Wednesday, October 28, 2009
LOGO DESIGN 01 _ Feeding Ground Part 1
The full package of a comic book is a big marriage between art, story, and design. As much as it is said that making a comic is akin to making a movie, it is also a regular design journal utilizing the trades of poster art composition, font treatment, and logo design. The letterer is typically the invisible hand among already unsung heroes and I don't have enough experience to weigh in on their craft. But, as a freelance designer, I've done my share of logo designs and I've had to bring those skills to branding my own book. Among the professionals plying this trade for comics, it was letterer Todd Klein and his blog Todd's Blog (natch) that proved to be an invaluable resource as I researched the field.
A prodigious talent in his own right, Todd is able to field his work in concert with an encyclopedic survey of its comic ancestors, particularly though his Logo Studies link.
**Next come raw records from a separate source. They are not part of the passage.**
use std::collections::HashMap;
use std::fmt::{self, Display};

use serde::{Deserialize, Serialize};

use crate::player::Player;
use crate::sync::{Position, ARENA_CENTER, SPAWN_RING_RADIUS};
use crate::{PlayerId, RoomCode, MAX_PLAYERS};

#[derive(Copy, Clone, Debug, PartialEq, Eq, Deserialize, Serialize)]
pub enum GameMode {
    /// Every player dodges in their own arena copy; last alive wins.
    BattleRoyale,
    /// One arena, hazards minted by the host and mirrored to everyone.
    SharedArena,
}

impl Display for GameMode {
    fn fmt(&self, f: &mut fmt::Formatter<'_>) -> fmt::Result {
        match self {
            GameMode::BattleRoyale => write!(f, "battle-royale"),
            GameMode::SharedArena => write!(f, "shared-arena"),
        }
    }
}

#[derive(Copy, Clone, Debug, PartialEq, Eq, Deserialize, Serialize)]
pub enum RoomState {
    Waiting,
    Playing,
    Finished,
}

#[derive(Clone, Debug, PartialEq, Eq, Deserialize, Serialize)]
pub struct Winner {
    pub id: PlayerId,
    pub name: String,
}

/// Everything about a room that members get to see. Sent whole as the
/// snapshot on roster and phase changes; hazards are deliberately not part
/// of it since they replicate through their own spawn events.
#[derive(Clone, Debug, PartialEq, Deserialize, Serialize)]
pub struct Room {
    pub code: RoomCode,
    // TODO: Refactor this option out, a room is only ever opened on behalf of a
    //       connected creator so the host could be specified up front.
    pub host_id: Option<PlayerId>,
    pub players: HashMap<PlayerId, Player>,
    pub state: RoomState,
    pub max_players: usize,
    pub mode: Option<GameMode>,
    pub winner: Option<Winner>,
}

impl Room {
    pub fn new(code: RoomCode) -> Self {
        Self {
            code,
            host_id: None,
            players: HashMap::new(),
            state: RoomState::Waiting,
            max_players: MAX_PLAYERS,
            mode: None,
            winner: None,
        }
    }

    pub fn is_host(&self, player_id: PlayerId) -> bool {
        self.host_id == Some(player_id)
    }

    pub fn is_full(&self) -> bool {
        self.players.len() >= self.max_players
    }

    /// True when every member has readied up.
    pub fn can_start(&self) -> bool {
        self.players.values().all(|p| p.ready)
    }

    pub fn alive(&self) -> impl Iterator<Item = &Player> {
        self.players.values().filter(|p| p.alive)
    }
}

/// Starting positions for a round of `mode` with `count` players, in join
/// order.
///
/// Shared-arena rounds fan the roster out on a ring around the arena centre
/// so nobody spawns inside anyone else. Battle-royale rounds give every
/// player the centre of their own arena copy.
pub fn start_positions(mode: GameMode, count: usize) -> Vec<Position> {
    match mode {
        GameMode::BattleRoyale => vec![ARENA_CENTER; count],
        GameMode::SharedArena => (0..count)
            .map(|i| {
                let angle = (i as f32 / count as f32) * std::f32::consts::TAU;
                Position {
                    x: ARENA_CENTER.x + angle.cos() * SPAWN_RING_RADIUS,
                    y: ARENA_CENTER.y + angle.sin() * SPAWN_RING_RADIUS,
                }
            })
            .collect(),
    }
}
His site is not only a catalog of the changing styles and tastes of decades of type design but also of the influence of technology in their creation from the hand drawn through the digital age. Todd is often able to tease the genesis of a design from the working files and feedback from their creators as well as glean their fine art and design influences. It's exciting stuff for anyone who appreciates the craft and energy that define much of comic art.
The logos I've designed in the past usually consisted of a primary image with no text, limited text, or an even integration of the two. Here are some designs I executed for the online shop The Angry Robot, our own Blacklight Comics logo, and the logo for Nickelodeon's "Random! Cartoons."
But, for the title design of a comic book, the "story" needs to be told through the text itself and in a way that compliments the cover art. The logo also normally needs to perform this function from its allocated perch on the top third of the cover because of the way that most comics are displayed in stores; racked so that overlapping books only allow the tops of the rear books to remain visible. Ideally the title would be an integrated part of the composition but the masthead approach dominates for ease of use.
Our upcoming mini-series, Feeding Ground, is a present-day horror story situated in the desert. It's visceral and desperate and infuses some nasty creatures into a politically charged environment. The challenge in creating this design has been the need to communicate real world horror without resorting to spooky or gory font treatments. On top of that, there are a whole lot of letters in the title. Over the next few thumbnails, you'll be able to see some of the relationships I've tried to reinforce among the different letterforms.
In my first attempt, I went for communicating a regional identity with the use of a western font. And, well, it seems to Western-y.
Pulling a 180, I abandoned the use of a decorative font for the more industrial forms you would see on a road sign, communicating travel. Here, I enjoy the interplay between the rounded and edged corners, clean silhouette, and cold uniform spacing. I also roughed it up a bit digitally to distress the outline and give it a pixelated tooth. Here it is in three size variations.
Building off of the existing flows of curve and point, I printed this design and then extended some of the ends by hand. This one is starting to feel more self-contained to me, more like a logo than a series of letters. The exaggerated points also add a more sinister intent. The slightest additions changed the overall feel and I found that it helped to look at the reduced thumbnail in my browser rather than get caught up in a 400% magnification of one serif.
Check out the subtle change in the anatomy of the F in these two versions, one in which the top arm ends to allow the mind to fill the gap and the second in which I added a point to close off the form and mirror the G. Which do you prefer?
For the last series in this installment, I wanted to craft a title by hand in order to suggest the self-sustaining, hardscrabble, world our characters inhabit. In general, I prefer it whenever I can craft something outside of the computer as a starting point for any digital manipulation. (I drew the letters on actual ping pong balls for the Random! logo) The subtle fluctuations tend to give any design more life.
As an artmaking packrat, I still have stencils from a little set I received as a kid in the 80s. With a liberal application of fingerpaint, both red paint on a white surface and also white paint on a dark surface, I globbed it up to varying degrees. Here you have a few final thumbnails from clean to jacked to a combination of the two.
In this case, I discovered that there is an inherent mirroring of the Gs and Ds that I can choose to exploit as well as the prominence of the O and double EEs. Unfortunately, the font itself has a rounded Bauhaus feel that makes the overall design seem "retro" to me.
Some of these are still viable candidates but I've already moved on to a few more approaches to make sure that I've done due diligence to our book. Let me know what's working for you and I'll be updating the process in future installments.